Supplied records: Begin
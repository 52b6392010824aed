//! GeoPackage binary geometry codec and conversions to `geo` types.
//!
//! Every geometry value in the store is a GeoPackage geometry blob: the `GP`
//! header (with SRS id and optional envelope) followed by standard WKB.

use crate::error::{OverlayError, Result};
use geo::{Area, Geometry, MultiPolygon, Polygon};
use geo_traits::to_geo::ToGeoGeometry;
use wkb::reader::Wkb;

const GPKG_HEADER_LEN: usize = 8;

fn envelope_size(flags: u8) -> Result<usize> {
    match flags & 0b00001110 {
        0b00000000 => Ok(0),  // no envelope
        0b00000010 => Ok(32), // envelope is [minx, maxx, miny, maxy], 32 bytes
        0b00000100 => Ok(48), // envelope is [minx, maxx, miny, maxy, minz, maxz], 48 bytes
        0b00000110 => Ok(48), // envelope is [minx, maxx, miny, maxy, minm, maxm], 48 bytes
        0b00001000 => Ok(64), // envelope is [minx, maxx, miny, maxy, minz, maxz, minm, maxm], 64 bytes
        _ => Err(OverlayError::InvalidGpkgGeometryFlags(flags)),
    }
}

fn check_header(b: &[u8]) -> Result<u8> {
    if b.len() < GPKG_HEADER_LEN {
        return Err(OverlayError::InvalidGpkgGeometryLength {
            len: b.len(),
            minimum: GPKG_HEADER_LEN,
        });
    }
    if &b[..2] != b"GP" {
        return Err(OverlayError::InvalidGpkgGeometryMagic);
    }
    Ok(b[3])
}

/// Strip GeoPackage header and envelope bytes to access raw WKB.
// cf. https://www.geopackage.org/spec140/index.html#gpb_format
pub(crate) fn gpkg_geometry_to_wkb<'a>(b: &'a [u8]) -> Result<Wkb<'a>> {
    let flags = check_header(b)?;
    let offset = GPKG_HEADER_LEN + envelope_size(flags)?;
    if b.len() < offset {
        return Err(OverlayError::InvalidGpkgGeometryLength {
            len: b.len(),
            minimum: offset,
        });
    }

    Ok(Wkb::try_new(&b[offset..])?)
}

/// Read the SRS id stored in the GeoPackage geometry header.
pub(crate) fn gpkg_srs_id(b: &[u8]) -> Result<u32> {
    let flags = check_header(b)?;
    let bytes = [b[4], b[5], b[6], b[7]];
    // bit 0 of flags: 1 = little endian header values
    let srs_id = if flags & 0b00000001 == 1 {
        i32::from_le_bytes(bytes)
    } else {
        i32::from_be_bytes(bytes)
    };
    Ok(srs_id as u32)
}

// cf. https://www.geopackage.org/spec140/index.html#gpb_format
pub(crate) fn wkb_to_gpkg_geometry(wkb: &[u8], srs_id: u32) -> Vec<u8> {
    let mut geom = Vec::with_capacity(wkb.len() + GPKG_HEADER_LEN);
    geom.extend_from_slice(&[
        0x47u8, // magic
        0x50u8, // magic
        0x00u8, // version
        0x01u8, // flags (little endian SRS ID, no envelope)
    ]);
    geom.extend_from_slice(&srs_id.to_le_bytes());
    geom.extend_from_slice(wkb);
    geom
}

/// Decode a GeoPackage blob into a `geo` geometry plus its SRS id.
pub(crate) fn decode_geometry(blob: &[u8]) -> Result<(Geometry<f64>, u32)> {
    let srs_id = gpkg_srs_id(blob)?;
    let wkb = gpkg_geometry_to_wkb(blob)?;
    let geometry = wkb.try_to_geometry().ok_or(OverlayError::EmptyGeometry)?;
    Ok((geometry, srs_id))
}

/// Encode a `geo` geometry as a GeoPackage blob with the given SRS id.
pub(crate) fn encode_geometry(geometry: &Geometry<f64>, srs_id: u32) -> Result<Vec<u8>> {
    let mut wkb = Vec::new();
    wkb::writer::write_geometry(&mut wkb, geometry, &Default::default())?;
    Ok(wkb_to_gpkg_geometry(&wkb, srs_id))
}

/// Collect the area-bearing parts of a geometry, `None` for points and lines.
pub(crate) fn to_multi_polygon(geometry: &Geometry<f64>) -> Option<MultiPolygon<f64>> {
    match geometry {
        Geometry::Polygon(p) => Some(MultiPolygon::new(vec![p.clone()])),
        Geometry::MultiPolygon(mp) => Some(mp.clone()),
        Geometry::Rect(r) => Some(MultiPolygon::new(vec![r.to_polygon()])),
        Geometry::Triangle(t) => Some(MultiPolygon::new(vec![t.to_polygon()])),
        Geometry::GeometryCollection(gc) => {
            let mut polygons: Vec<Polygon<f64>> = Vec::new();
            for g in gc.iter() {
                polygons.extend(to_multi_polygon(g)?.0);
            }
            Some(MultiPolygon::new(polygons))
        }
        _ => None,
    }
}

pub(crate) fn require_multi_polygon(
    geometry: &Geometry<f64>,
    function: &'static str,
) -> Result<MultiPolygon<f64>> {
    to_multi_polygon(geometry).ok_or_else(|| OverlayError::NonPolygonalGeometry {
        function,
        geometry_type: geometry_name(geometry).to_string(),
    })
}

pub(crate) fn geometry_name(geometry: &Geometry<f64>) -> &'static str {
    match geometry {
        Geometry::Point(_) => "POINT",
        Geometry::Line(_) | Geometry::LineString(_) => "LINESTRING",
        Geometry::Polygon(_) | Geometry::Rect(_) | Geometry::Triangle(_) => "POLYGON",
        Geometry::MultiPoint(_) => "MULTIPOINT",
        Geometry::MultiLineString(_) => "MULTILINESTRING",
        Geometry::MultiPolygon(_) => "MULTIPOLYGON",
        Geometry::GeometryCollection(_) => "GEOMETRYCOLLECTION",
    }
}

pub(crate) fn area(geometry: &Geometry<f64>) -> f64 {
    geometry.unsigned_area()
}

/// Boundary length: sum of all polygon rings; zero for points and lines.
pub(crate) fn perimeter(geometry: &Geometry<f64>) -> f64 {
    fn ring_length(ring: &geo::LineString<f64>) -> f64 {
        ring.lines().map(|l| l.dx().hypot(l.dy())).sum()
    }

    match to_multi_polygon(geometry) {
        Some(mp) => mp
            .iter()
            .map(|p| ring_length(p.exterior()) + p.interiors().iter().map(ring_length).sum::<f64>())
            .sum(),
        None => 0.0,
    }
}

/// Shape index `P / (2π·sqrt(A/π))`; `None` when the area is not positive.
pub(crate) fn shape_index(perimeter: f64, area: f64) -> Option<f64> {
    if !(area > 0.0) || !perimeter.is_finite() {
        return None;
    }
    let pi = std::f64::consts::PI;
    Some(perimeter / (2.0 * pi * (area / pi).sqrt()))
}

#[cfg(test)]
pub(crate) mod tests {
    use super::*;
    use crate::Result;
    use geo_types::{LineString, Point, polygon};

    /// Build a GeoPackage blob from any `geo-types` geometry.
    pub(crate) fn gpkg_blob<G: Into<Geometry<f64>>>(geometry: G, srs_id: u32) -> Vec<u8> {
        encode_geometry(&geometry.into(), srs_id).expect("encode geometry")
    }

    pub(crate) fn square(x: f64, y: f64, size: f64) -> Polygon<f64> {
        polygon![
            (x: x, y: y),
            (x: x + size, y: y),
            (x: x + size, y: y + size),
            (x: x, y: y + size),
            (x: x, y: y),
        ]
    }

    #[test]
    fn gpkg_geometry_roundtrip() -> Result<()> {
        let point = Point::new(3.0, -1.0);
        let mut wkb = Vec::new();
        wkb::writer::write_geometry(&mut wkb, &point, &Default::default())?;
        let gpkg_blob = wkb_to_gpkg_geometry(&wkb, 25833);

        let recovered = gpkg_geometry_to_wkb(&gpkg_blob)?;
        assert_eq!(recovered.buf(), wkb.as_slice());
        assert_eq!(gpkg_srs_id(&gpkg_blob)?, 25833);
        Ok(())
    }

    #[test]
    fn gpkg_geometry_rejects_invalid_flags() {
        let mut blob = vec![0x47, 0x50, 0x00, 0x0A, 0, 0, 0, 0];
        blob.extend_from_slice(&[0; 16]);
        let result = gpkg_geometry_to_wkb(&blob);
        assert!(matches!(
            result,
            Err(OverlayError::InvalidGpkgGeometryFlags(_))
        ));
    }

    #[test]
    fn gpkg_geometry_rejects_raw_wkb_and_short_blobs() {
        let mut wkb = Vec::new();
        wkb::writer::write_geometry(&mut wkb, &Point::new(1.0, 1.0), &Default::default())
            .expect("write wkb");
        assert!(matches!(
            gpkg_geometry_to_wkb(&wkb),
            Err(OverlayError::InvalidGpkgGeometryMagic)
        ));
        assert!(matches!(
            gpkg_geometry_to_wkb(b"GP"),
            Err(OverlayError::InvalidGpkgGeometryLength { .. })
        ));
    }

    #[test]
    fn perimeter_includes_holes() -> Result<()> {
        let outer = square(0.0, 0.0, 10.0);
        let hole = LineString::from(vec![(2.0, 2.0), (4.0, 2.0), (4.0, 4.0), (2.0, 4.0), (2.0, 2.0)]);
        let with_hole = Polygon::new(outer.exterior().clone(), vec![hole]);
        let (decoded, _) = decode_geometry(&gpkg_blob(with_hole, 0))?;

        assert!((perimeter(&decoded) - 48.0).abs() < 1e-9);
        assert!((area(&decoded) - 96.0).abs() < 1e-9);
        Ok(())
    }

    #[test]
    fn shape_index_of_square_and_degenerate_area() {
        let si = shape_index(4.0, 1.0).expect("positive area");
        assert!((si - 2.0 / std::f64::consts::PI.sqrt()).abs() < 1e-12);
        assert!(si >= 1.0);
        assert_eq!(shape_index(4.0, 0.0), None);
    }
}
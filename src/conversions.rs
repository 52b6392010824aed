use crate::error::OverlayError;
use crate::types::ColumnType;

#[inline]
pub(crate) fn geometry_type_to_str(geometry_type: wkb::reader::GeometryType) -> &'static str {
    match geometry_type {
        wkb::reader::GeometryType::GeometryCollection => "GEOMETRYCOLLECTION",
        wkb::reader::GeometryType::Point => "POINT",
        wkb::reader::GeometryType::LineString => "LINESTRING",
        wkb::reader::GeometryType::Polygon => "POLYGON",
        wkb::reader::GeometryType::MultiPoint => "MULTIPOINT",
        wkb::reader::GeometryType::MultiLineString => "MULTILINESTRING",
        wkb::reader::GeometryType::MultiPolygon => "MULTIPOLYGON",
        _ => "GEOMETRY",
    }
}

/// Layer-level geometry type name; `None` stands for the generic `GEOMETRY`.
#[inline]
pub(crate) fn layer_geometry_type_to_str(
    geometry_type: Option<wkb::reader::GeometryType>,
) -> &'static str {
    match geometry_type {
        Some(geometry_type) => geometry_type_to_str(geometry_type),
        None => "GEOMETRY",
    }
}

#[inline]
pub(crate) fn geometry_type_from_str(
    geometry_type_str: &str,
) -> Result<Option<wkb::reader::GeometryType>, OverlayError> {
    let s = geometry_type_str;
    if s.eq_ignore_ascii_case("GEOMETRY") {
        Ok(None)
    } else if s.eq_ignore_ascii_case("GEOMETRYCOLLECTION") {
        Ok(Some(wkb::reader::GeometryType::GeometryCollection))
    } else if s.eq_ignore_ascii_case("POINT") {
        Ok(Some(wkb::reader::GeometryType::Point))
    } else if s.eq_ignore_ascii_case("LINESTRING") {
        Ok(Some(wkb::reader::GeometryType::LineString))
    } else if s.eq_ignore_ascii_case("POLYGON") {
        Ok(Some(wkb::reader::GeometryType::Polygon))
    } else if s.eq_ignore_ascii_case("MULTIPOINT") {
        Ok(Some(wkb::reader::GeometryType::MultiPoint))
    } else if s.eq_ignore_ascii_case("MULTILINESTRING") {
        Ok(Some(wkb::reader::GeometryType::MultiLineString))
    } else if s.eq_ignore_ascii_case("MULTIPOLYGON") {
        Ok(Some(wkb::reader::GeometryType::MultiPolygon))
    } else {
        Err(OverlayError::UnsupportedGeometryType(
            geometry_type_str.to_string(),
        ))
    }
}

#[inline]
pub(crate) fn dimension_to_zm(dimension: wkb::reader::Dimension) -> (i8, i8) {
    match dimension {
        wkb::reader::Dimension::Xy => (0, 0),
        wkb::reader::Dimension::Xyz => (1, 0),
        wkb::reader::Dimension::Xym => (0, 1),
        wkb::reader::Dimension::Xyzm => (1, 1),
    }
}

#[inline]
pub(crate) fn dimension_from_zm(z: i8, m: i8) -> Result<wkb::reader::Dimension, OverlayError> {
    match (z, m) {
        (0, 0) => Ok(wkb::reader::Dimension::Xy),
        (1, 0) => Ok(wkb::reader::Dimension::Xyz),
        (0, 1) => Ok(wkb::reader::Dimension::Xym),
        (1, 1) => Ok(wkb::reader::Dimension::Xyzm),
        // 2 means "optional"; treat it as XY since the store keeps 2D only.
        (2, 2) | (2, 0) | (0, 2) => Ok(wkb::reader::Dimension::Xy),
        _ => Err(OverlayError::InvalidDimension { z, m }),
    }
}

#[inline]
pub(crate) fn column_type_to_str(column_type: ColumnType) -> &'static str {
    match column_type {
        ColumnType::Integer => "INTEGER",
        ColumnType::Double => "REAL",
        ColumnType::Varchar => "TEXT",
        ColumnType::Boolean => "BOOLEAN",
        ColumnType::Geometry => "GEOMETRY",
    }
}

#[inline]
pub(crate) fn column_type_from_str(column_type_str: &str) -> Option<ColumnType> {
    let s = column_type_str;
    if s.eq_ignore_ascii_case("TINYINT")
        || s.eq_ignore_ascii_case("SMALLINT")
        || s.eq_ignore_ascii_case("MEDIUMINT")
        || s.eq_ignore_ascii_case("INT")
        || s.eq_ignore_ascii_case("INTEGER")
        || s.eq_ignore_ascii_case("BIGINT")
    {
        Some(ColumnType::Integer)
    } else if s.eq_ignore_ascii_case("DOUBLE")
        || s.eq_ignore_ascii_case("FLOAT")
        || s.eq_ignore_ascii_case("REAL")
        || s.eq_ignore_ascii_case("NUM")
        || s.eq_ignore_ascii_case("NUMERIC")
    {
        Some(ColumnType::Double)
    } else if s.eq_ignore_ascii_case("TEXT")
        || (s.len() > 4 && s[..4].eq_ignore_ascii_case("TEXT"))
        || s.eq_ignore_ascii_case("DATE")
        || s.eq_ignore_ascii_case("DATETIME")
    {
        // GeoPackage allows TEXT(maxlen); dates are ISO-8601 text
        Some(ColumnType::Varchar)
    } else if s.eq_ignore_ascii_case("BOOLEAN") {
        Some(ColumnType::Boolean)
    } else if s.eq_ignore_ascii_case("BLOB") {
        Some(ColumnType::Geometry)
    } else if s.eq_ignore_ascii_case("GEOMETRY")
        || s.eq_ignore_ascii_case("POINT")
        || s.eq_ignore_ascii_case("LINESTRING")
        || s.eq_ignore_ascii_case("POLYGON")
        || s.eq_ignore_ascii_case("MULTIPOINT")
        || s.eq_ignore_ascii_case("MULTILINESTRING")
        || s.eq_ignore_ascii_case("MULTIPOLYGON")
        || s.eq_ignore_ascii_case("GEOMETRYCOLLECTION")
    {
        Some(ColumnType::Geometry)
    } else {
        None
    }
}

/// Map the result of SQLite's `typeof()` onto a column type.
///
/// Used for columns created by `CREATE TABLE ... AS SELECT`, which carry no
/// declared type for expression results.
#[inline]
pub(crate) fn column_type_from_typeof(type_name: &str) -> Option<ColumnType> {
    match type_name {
        "integer" => Some(ColumnType::Integer),
        "real" => Some(ColumnType::Double),
        "text" => Some(ColumnType::Varchar),
        "blob" => Some(ColumnType::Geometry),
        _ => None,
    }
}

#[cfg(test)]
mod tests {
    use super::*;
    use wkb::reader::GeometryType;

    #[test]
    fn geometry_type_names_roundtrip() {
        for ty in [
            GeometryType::Point,
            GeometryType::LineString,
            GeometryType::Polygon,
            GeometryType::MultiPoint,
            GeometryType::MultiLineString,
            GeometryType::MultiPolygon,
            GeometryType::GeometryCollection,
        ] {
            let name = geometry_type_to_str(ty);
            assert_eq!(geometry_type_from_str(name).expect("known type"), Some(ty));
        }
        assert_eq!(geometry_type_from_str("geometry").expect("generic"), None);
        assert!(geometry_type_from_str("CURVEPOLYGON").is_err());
    }

    #[test]
    fn declared_types_from_create_table_as() {
        assert_eq!(column_type_from_str("INT"), Some(ColumnType::Integer));
        assert_eq!(column_type_from_str("NUM"), Some(ColumnType::Double));
        assert_eq!(column_type_from_str("TEXT(32)"), Some(ColumnType::Varchar));
        assert_eq!(column_type_from_str(""), None);
        assert_eq!(column_type_from_typeof("real"), Some(ColumnType::Double));
        assert_eq!(column_type_from_typeof("null"), None);
    }
}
Supplied records: End
**Task statement**
Extract the lines above, from the first one through the one containing "use geo_traits::to_geo::ToGeoGeometry;", and return only those, unchanged.

**Final answer**
repository 52b6392010824aed
//! GeoPackage binary geometry codec and conversions to `geo` types.
//!
//! Every geometry value in the store is a GeoPackage geometry blob: the `GP`
//! header (with SRS id and optional envelope) followed by standard WKB.

use crate::error::{OverlayError, Result};
use geo::{Area, Geometry, MultiPolygon, Polygon};
use geo_traits::to_geo::ToGeoGeometry;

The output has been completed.